> [Task instructions] Each line in the entries that has the word "InstallmentOutOfOrder" has to be copied.

Stored data
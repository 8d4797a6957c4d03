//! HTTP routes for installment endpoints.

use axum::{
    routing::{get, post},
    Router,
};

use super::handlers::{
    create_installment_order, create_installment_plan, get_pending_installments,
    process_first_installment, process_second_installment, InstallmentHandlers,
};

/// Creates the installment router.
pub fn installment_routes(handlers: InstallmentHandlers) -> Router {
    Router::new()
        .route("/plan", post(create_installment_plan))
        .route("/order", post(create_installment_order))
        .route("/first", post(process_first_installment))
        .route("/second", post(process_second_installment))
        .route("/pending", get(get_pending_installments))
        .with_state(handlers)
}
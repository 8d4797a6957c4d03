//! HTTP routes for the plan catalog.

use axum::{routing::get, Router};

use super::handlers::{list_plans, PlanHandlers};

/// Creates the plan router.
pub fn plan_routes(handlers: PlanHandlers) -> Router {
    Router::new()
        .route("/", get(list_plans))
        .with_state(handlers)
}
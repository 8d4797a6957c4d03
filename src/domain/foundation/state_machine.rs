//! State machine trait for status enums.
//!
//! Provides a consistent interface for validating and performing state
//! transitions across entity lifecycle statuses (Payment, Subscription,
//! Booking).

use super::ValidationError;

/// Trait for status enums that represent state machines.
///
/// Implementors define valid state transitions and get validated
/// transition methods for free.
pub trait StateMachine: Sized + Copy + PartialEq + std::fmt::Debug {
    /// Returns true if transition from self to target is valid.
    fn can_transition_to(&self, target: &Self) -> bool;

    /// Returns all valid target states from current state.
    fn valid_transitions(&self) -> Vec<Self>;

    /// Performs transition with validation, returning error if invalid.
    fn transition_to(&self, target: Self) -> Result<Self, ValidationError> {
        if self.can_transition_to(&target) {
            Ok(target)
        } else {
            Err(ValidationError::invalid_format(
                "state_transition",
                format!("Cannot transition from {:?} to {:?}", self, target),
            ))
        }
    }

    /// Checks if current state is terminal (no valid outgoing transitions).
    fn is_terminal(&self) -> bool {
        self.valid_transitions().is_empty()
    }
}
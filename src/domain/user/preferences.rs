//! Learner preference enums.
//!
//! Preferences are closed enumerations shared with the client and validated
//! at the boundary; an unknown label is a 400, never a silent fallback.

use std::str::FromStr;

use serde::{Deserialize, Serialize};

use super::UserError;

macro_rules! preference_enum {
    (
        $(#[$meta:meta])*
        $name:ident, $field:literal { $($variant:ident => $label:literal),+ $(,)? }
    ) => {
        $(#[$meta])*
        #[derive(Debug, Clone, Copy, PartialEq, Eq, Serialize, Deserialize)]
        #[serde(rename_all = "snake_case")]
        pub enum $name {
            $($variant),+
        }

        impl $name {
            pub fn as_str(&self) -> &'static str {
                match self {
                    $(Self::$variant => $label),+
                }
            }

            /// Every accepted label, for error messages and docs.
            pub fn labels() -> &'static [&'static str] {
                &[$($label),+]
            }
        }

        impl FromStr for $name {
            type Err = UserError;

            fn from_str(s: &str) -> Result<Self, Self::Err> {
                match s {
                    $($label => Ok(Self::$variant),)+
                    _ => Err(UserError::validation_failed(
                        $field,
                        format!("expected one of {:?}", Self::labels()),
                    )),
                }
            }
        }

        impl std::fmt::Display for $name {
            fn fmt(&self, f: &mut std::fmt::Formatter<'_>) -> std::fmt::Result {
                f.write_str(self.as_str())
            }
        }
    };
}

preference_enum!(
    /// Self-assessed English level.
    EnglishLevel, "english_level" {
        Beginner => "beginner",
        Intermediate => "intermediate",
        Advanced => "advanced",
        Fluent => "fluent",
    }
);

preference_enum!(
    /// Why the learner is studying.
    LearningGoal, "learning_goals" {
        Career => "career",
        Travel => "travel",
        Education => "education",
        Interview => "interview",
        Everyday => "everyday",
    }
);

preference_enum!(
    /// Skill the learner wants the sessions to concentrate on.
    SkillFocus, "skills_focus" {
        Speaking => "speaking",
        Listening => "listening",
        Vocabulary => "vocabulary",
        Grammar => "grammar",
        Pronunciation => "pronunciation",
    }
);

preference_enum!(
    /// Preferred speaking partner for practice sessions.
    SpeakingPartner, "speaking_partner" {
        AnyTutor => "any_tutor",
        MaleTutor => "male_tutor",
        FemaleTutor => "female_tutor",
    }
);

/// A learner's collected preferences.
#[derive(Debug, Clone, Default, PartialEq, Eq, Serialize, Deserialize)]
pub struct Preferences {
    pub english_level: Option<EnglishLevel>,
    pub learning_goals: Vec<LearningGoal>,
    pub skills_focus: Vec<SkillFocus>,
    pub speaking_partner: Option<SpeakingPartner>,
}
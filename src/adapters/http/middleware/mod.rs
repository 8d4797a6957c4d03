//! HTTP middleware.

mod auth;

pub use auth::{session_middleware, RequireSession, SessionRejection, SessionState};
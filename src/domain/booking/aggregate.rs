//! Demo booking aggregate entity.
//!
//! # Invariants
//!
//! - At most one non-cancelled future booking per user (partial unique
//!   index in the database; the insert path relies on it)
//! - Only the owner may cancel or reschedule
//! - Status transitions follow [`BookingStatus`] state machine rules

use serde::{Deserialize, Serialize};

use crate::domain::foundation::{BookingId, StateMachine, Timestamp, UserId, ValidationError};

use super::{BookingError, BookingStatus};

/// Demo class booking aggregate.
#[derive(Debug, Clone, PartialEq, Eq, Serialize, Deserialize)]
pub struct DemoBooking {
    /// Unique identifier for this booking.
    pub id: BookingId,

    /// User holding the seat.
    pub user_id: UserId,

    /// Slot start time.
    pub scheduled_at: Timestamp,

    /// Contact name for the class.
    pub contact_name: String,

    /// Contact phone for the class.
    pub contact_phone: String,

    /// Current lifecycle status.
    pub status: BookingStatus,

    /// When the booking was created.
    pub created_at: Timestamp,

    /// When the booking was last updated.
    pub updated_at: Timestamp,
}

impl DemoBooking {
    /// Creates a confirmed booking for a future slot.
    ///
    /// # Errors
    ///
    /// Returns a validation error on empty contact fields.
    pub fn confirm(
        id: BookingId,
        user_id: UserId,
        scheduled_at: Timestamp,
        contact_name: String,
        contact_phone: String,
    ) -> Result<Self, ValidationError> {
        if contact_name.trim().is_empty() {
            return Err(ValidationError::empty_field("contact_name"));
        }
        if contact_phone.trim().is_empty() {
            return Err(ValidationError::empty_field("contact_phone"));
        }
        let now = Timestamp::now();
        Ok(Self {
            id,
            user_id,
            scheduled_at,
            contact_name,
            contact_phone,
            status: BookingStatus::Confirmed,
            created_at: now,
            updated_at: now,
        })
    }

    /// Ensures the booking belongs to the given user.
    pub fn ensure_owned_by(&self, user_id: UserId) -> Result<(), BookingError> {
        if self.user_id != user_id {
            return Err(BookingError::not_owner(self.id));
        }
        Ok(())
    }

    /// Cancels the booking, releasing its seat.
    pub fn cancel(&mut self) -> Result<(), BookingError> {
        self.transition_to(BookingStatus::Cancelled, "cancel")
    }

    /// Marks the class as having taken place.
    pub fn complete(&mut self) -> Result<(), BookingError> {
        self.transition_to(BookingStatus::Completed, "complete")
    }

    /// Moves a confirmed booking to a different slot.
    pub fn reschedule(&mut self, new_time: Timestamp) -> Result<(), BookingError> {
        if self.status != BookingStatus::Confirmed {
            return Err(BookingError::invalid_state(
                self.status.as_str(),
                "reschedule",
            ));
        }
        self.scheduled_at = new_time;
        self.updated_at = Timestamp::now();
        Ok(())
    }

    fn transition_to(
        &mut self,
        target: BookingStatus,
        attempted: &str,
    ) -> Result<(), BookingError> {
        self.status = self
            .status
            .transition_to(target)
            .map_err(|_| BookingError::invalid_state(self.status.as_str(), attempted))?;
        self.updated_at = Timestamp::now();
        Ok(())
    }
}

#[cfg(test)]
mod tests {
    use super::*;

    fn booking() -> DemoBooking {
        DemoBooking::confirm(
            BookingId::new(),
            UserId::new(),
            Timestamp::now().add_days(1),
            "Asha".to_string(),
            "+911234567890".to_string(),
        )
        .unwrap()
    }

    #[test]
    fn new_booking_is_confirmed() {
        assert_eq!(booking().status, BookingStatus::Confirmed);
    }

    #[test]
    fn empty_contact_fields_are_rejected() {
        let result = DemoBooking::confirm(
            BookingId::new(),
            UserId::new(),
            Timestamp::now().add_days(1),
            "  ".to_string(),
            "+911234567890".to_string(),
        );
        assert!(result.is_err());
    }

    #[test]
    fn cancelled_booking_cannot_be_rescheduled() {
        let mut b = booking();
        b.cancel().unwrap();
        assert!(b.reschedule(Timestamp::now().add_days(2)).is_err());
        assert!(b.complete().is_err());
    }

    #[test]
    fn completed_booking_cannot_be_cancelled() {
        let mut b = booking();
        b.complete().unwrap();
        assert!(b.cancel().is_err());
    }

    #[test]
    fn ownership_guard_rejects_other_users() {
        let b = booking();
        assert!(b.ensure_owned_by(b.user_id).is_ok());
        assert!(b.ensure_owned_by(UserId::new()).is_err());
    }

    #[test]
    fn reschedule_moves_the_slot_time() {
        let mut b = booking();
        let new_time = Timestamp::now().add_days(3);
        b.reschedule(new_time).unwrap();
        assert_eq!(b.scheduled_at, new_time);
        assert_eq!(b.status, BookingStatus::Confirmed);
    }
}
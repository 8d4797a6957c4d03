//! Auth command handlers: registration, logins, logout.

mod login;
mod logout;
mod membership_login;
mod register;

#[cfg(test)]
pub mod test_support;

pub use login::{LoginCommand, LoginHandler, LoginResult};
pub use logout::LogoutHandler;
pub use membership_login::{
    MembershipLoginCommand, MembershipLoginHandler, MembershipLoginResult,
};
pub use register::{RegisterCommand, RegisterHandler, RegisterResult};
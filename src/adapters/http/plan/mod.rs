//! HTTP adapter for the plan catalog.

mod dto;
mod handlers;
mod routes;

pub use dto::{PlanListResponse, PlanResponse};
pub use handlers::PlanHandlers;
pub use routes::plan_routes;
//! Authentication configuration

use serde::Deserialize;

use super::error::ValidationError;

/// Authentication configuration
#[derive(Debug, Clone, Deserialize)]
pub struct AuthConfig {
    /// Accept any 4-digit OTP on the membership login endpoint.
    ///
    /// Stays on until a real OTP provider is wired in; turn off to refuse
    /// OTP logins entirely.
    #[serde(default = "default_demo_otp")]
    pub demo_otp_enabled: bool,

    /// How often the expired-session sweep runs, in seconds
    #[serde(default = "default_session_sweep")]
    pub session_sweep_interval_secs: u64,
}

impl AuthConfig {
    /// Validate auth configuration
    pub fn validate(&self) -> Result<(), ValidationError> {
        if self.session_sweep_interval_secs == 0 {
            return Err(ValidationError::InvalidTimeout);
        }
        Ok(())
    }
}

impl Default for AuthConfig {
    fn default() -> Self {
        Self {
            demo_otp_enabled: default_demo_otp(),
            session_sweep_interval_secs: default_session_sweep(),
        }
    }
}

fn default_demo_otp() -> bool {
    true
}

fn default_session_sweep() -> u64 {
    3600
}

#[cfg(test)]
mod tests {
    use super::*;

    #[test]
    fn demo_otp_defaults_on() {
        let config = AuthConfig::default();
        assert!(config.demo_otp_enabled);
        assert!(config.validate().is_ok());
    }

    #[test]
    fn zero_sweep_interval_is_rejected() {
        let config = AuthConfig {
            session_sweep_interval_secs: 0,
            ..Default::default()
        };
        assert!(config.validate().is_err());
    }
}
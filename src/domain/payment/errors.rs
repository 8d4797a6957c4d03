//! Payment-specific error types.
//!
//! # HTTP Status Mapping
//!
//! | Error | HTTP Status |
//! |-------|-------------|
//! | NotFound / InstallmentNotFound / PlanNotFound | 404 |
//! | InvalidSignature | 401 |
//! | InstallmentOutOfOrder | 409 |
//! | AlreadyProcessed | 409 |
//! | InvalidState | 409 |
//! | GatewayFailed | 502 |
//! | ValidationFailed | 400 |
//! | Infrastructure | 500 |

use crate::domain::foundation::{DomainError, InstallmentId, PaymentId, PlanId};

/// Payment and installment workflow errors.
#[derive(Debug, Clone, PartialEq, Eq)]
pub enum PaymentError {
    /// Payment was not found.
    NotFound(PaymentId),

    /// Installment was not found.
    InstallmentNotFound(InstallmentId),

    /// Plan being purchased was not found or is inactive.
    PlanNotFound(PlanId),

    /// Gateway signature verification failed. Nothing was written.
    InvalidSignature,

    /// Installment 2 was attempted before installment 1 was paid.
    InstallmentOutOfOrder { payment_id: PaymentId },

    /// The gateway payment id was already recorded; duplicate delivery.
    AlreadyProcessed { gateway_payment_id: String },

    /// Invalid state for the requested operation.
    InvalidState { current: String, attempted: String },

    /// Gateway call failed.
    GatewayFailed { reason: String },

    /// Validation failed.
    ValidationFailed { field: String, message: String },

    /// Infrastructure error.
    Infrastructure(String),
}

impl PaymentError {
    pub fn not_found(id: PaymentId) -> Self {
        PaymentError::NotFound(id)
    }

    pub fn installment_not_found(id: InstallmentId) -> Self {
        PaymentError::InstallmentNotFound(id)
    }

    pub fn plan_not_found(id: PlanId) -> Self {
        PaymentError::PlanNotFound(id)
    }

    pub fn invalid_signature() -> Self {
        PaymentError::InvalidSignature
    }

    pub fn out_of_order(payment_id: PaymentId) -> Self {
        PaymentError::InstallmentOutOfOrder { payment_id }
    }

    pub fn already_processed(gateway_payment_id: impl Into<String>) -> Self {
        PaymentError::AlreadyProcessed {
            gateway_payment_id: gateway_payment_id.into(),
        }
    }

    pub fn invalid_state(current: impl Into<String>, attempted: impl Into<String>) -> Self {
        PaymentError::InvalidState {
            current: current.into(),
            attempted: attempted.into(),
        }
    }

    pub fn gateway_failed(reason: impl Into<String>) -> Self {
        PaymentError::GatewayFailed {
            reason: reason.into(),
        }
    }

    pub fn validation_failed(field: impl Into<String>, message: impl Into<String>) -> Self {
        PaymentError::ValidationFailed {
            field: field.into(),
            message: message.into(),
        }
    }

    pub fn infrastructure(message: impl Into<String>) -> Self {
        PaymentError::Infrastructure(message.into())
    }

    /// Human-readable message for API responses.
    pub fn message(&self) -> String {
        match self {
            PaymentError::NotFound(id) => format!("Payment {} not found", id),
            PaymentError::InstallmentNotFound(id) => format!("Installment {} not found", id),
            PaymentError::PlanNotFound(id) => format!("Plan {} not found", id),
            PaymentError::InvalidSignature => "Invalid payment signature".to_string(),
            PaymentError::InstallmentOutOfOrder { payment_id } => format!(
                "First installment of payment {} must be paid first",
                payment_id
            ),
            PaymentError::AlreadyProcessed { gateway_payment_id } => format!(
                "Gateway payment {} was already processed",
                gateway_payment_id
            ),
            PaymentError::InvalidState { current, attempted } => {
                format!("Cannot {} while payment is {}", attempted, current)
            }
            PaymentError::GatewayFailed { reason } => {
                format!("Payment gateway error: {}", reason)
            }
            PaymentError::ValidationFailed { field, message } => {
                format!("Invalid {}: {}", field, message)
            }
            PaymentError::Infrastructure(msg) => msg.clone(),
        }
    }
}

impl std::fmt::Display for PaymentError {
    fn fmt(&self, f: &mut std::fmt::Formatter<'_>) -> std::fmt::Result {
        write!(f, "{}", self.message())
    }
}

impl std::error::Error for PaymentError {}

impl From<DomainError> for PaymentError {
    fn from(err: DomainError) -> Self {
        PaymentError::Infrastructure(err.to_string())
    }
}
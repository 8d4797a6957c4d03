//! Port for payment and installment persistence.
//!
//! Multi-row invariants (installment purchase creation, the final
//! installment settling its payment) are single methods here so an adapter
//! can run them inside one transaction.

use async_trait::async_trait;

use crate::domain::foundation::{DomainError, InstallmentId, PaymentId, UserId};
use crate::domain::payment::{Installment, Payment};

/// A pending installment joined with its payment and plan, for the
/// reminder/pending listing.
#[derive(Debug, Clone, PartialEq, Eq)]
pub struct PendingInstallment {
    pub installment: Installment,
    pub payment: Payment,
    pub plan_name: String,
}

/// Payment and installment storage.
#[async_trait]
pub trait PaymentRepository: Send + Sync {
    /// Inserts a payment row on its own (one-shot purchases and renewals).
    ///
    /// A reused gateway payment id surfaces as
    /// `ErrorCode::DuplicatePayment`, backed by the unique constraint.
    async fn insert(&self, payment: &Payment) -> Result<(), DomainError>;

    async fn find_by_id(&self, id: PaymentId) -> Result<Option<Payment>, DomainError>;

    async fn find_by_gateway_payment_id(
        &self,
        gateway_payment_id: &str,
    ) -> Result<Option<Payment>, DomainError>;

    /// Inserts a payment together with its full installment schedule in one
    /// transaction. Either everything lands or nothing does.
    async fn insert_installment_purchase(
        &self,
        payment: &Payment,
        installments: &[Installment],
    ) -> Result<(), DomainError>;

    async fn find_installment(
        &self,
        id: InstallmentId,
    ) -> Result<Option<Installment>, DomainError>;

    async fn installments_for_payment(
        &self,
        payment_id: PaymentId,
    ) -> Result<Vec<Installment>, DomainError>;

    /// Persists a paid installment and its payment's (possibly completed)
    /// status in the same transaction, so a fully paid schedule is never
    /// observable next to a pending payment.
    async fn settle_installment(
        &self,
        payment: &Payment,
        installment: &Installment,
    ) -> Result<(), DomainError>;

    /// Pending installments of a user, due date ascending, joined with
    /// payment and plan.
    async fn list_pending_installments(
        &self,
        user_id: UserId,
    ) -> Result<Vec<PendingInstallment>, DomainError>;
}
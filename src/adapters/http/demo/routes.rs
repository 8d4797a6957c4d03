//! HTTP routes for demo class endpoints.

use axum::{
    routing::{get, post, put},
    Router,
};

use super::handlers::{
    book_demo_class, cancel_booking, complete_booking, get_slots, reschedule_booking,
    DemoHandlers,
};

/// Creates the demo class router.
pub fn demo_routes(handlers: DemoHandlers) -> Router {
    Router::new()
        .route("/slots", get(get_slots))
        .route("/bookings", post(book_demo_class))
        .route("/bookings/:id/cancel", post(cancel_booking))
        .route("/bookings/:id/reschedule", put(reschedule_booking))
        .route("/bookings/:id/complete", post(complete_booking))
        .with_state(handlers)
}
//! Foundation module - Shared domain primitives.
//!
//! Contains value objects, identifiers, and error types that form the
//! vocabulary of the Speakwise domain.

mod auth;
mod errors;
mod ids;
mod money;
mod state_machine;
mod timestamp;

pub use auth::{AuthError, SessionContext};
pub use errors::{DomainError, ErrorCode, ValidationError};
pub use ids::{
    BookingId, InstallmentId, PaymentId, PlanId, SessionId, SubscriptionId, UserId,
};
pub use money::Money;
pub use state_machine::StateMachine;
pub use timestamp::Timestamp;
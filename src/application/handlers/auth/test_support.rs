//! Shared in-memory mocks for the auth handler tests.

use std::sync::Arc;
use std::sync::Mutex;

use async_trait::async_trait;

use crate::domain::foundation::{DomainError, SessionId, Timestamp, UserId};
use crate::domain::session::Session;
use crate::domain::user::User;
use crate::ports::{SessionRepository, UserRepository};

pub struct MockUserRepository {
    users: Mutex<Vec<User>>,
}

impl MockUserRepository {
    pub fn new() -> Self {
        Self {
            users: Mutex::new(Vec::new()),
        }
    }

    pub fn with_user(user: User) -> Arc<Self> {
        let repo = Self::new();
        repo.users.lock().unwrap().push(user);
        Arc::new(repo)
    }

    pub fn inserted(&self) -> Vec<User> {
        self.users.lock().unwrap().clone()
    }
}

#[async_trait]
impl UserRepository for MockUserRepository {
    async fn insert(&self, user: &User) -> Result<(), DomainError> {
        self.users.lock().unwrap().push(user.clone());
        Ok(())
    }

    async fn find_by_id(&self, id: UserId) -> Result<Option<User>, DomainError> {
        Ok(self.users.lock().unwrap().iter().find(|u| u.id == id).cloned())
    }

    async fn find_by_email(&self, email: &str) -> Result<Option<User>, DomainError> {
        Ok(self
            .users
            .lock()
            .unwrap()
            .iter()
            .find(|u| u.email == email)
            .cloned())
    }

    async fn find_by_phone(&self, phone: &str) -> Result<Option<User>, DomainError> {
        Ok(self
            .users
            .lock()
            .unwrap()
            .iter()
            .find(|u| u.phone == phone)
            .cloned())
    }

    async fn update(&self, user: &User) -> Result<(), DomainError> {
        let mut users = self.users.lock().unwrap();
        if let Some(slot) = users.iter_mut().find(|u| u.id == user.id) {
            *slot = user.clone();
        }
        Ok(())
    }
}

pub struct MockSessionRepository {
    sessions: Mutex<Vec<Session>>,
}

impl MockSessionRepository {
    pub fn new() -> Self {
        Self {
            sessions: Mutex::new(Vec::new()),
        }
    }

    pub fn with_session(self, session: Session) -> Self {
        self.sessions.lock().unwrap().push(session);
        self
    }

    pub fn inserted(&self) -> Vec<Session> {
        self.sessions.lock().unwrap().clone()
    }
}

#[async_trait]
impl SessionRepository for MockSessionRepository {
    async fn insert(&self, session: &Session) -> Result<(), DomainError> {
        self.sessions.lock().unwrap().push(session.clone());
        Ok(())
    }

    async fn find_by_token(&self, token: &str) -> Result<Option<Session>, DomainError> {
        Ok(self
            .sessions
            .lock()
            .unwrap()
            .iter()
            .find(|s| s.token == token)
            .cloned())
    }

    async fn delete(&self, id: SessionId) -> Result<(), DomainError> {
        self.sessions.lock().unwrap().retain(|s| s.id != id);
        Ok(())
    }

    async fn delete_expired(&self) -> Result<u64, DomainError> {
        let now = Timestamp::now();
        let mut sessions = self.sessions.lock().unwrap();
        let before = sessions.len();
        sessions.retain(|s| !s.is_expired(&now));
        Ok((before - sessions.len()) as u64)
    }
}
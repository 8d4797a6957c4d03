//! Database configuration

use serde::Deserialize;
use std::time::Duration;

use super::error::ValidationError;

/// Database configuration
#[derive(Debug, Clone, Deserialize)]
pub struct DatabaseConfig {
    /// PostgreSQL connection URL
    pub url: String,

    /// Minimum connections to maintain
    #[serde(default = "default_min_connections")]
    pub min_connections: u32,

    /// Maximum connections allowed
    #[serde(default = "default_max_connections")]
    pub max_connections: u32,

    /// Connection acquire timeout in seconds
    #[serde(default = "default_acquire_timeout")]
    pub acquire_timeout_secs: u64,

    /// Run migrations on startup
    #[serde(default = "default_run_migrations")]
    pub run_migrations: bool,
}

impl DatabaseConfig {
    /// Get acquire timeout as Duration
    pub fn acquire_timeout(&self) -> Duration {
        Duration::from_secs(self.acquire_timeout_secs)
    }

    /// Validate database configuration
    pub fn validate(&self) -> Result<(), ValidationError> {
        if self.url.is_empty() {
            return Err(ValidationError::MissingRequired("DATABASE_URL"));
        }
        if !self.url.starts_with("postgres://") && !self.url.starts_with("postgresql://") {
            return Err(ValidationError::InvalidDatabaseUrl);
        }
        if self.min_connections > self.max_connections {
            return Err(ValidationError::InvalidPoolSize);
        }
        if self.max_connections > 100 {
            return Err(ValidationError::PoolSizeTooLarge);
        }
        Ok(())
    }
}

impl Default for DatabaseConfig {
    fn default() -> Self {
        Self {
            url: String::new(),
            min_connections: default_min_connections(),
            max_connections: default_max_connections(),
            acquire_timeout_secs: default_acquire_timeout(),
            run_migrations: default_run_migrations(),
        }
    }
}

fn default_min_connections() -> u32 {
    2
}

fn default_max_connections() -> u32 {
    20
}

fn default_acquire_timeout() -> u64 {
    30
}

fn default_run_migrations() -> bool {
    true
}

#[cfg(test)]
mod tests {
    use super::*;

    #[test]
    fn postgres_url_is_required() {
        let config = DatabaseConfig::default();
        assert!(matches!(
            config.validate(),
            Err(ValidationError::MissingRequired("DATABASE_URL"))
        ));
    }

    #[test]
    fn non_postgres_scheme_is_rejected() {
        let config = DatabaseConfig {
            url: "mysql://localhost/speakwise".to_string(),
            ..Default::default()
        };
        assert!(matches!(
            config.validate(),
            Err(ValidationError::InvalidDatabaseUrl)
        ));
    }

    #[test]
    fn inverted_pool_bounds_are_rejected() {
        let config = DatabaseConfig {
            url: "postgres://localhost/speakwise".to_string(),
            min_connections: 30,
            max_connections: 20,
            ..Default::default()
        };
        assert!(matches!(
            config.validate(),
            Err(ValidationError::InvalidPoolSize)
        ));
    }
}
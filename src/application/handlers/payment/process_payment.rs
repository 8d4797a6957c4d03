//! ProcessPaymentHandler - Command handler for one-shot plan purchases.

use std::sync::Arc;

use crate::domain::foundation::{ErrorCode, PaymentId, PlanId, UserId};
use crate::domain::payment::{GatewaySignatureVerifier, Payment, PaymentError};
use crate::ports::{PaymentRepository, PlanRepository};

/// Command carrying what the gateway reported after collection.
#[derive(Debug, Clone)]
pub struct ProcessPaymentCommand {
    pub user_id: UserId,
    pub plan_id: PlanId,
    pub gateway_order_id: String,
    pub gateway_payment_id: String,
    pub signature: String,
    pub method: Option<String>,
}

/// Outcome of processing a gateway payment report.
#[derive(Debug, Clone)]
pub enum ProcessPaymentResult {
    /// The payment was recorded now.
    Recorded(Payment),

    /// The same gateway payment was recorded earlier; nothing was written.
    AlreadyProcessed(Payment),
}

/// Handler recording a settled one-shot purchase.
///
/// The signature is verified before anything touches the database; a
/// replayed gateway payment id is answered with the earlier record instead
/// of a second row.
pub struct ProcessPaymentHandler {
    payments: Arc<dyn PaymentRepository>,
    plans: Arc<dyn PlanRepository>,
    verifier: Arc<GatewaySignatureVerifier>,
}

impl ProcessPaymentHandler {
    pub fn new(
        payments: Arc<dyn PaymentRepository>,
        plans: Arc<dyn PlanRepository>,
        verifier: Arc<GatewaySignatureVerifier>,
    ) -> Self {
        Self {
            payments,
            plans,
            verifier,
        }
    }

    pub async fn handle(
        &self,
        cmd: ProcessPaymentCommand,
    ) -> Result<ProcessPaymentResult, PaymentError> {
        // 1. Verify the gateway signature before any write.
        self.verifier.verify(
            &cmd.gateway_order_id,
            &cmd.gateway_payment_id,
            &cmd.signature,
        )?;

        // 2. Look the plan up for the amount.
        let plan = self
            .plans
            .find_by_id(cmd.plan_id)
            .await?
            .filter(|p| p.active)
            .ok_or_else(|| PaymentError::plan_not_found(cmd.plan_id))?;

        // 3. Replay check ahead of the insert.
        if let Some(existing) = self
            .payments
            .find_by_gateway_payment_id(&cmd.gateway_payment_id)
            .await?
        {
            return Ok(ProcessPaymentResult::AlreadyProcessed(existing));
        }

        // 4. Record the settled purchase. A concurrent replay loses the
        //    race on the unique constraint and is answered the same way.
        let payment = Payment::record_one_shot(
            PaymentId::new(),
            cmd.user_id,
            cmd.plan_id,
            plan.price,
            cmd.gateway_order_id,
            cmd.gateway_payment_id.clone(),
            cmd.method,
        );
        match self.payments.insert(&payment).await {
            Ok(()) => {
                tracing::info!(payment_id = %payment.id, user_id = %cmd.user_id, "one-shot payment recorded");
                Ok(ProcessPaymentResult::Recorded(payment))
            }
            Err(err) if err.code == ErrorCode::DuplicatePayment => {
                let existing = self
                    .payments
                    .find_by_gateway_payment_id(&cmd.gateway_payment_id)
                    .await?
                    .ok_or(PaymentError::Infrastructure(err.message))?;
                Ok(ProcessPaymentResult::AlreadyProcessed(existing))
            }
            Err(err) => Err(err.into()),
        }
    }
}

> [Answer below]
//! | InstallmentOutOfOrder | 409 |
    InstallmentOutOfOrder { payment_id: PaymentId },
        PaymentError::InstallmentOutOfOrder { payment_id }
            PaymentError::InstallmentOutOfOrder { payment_id } => format!(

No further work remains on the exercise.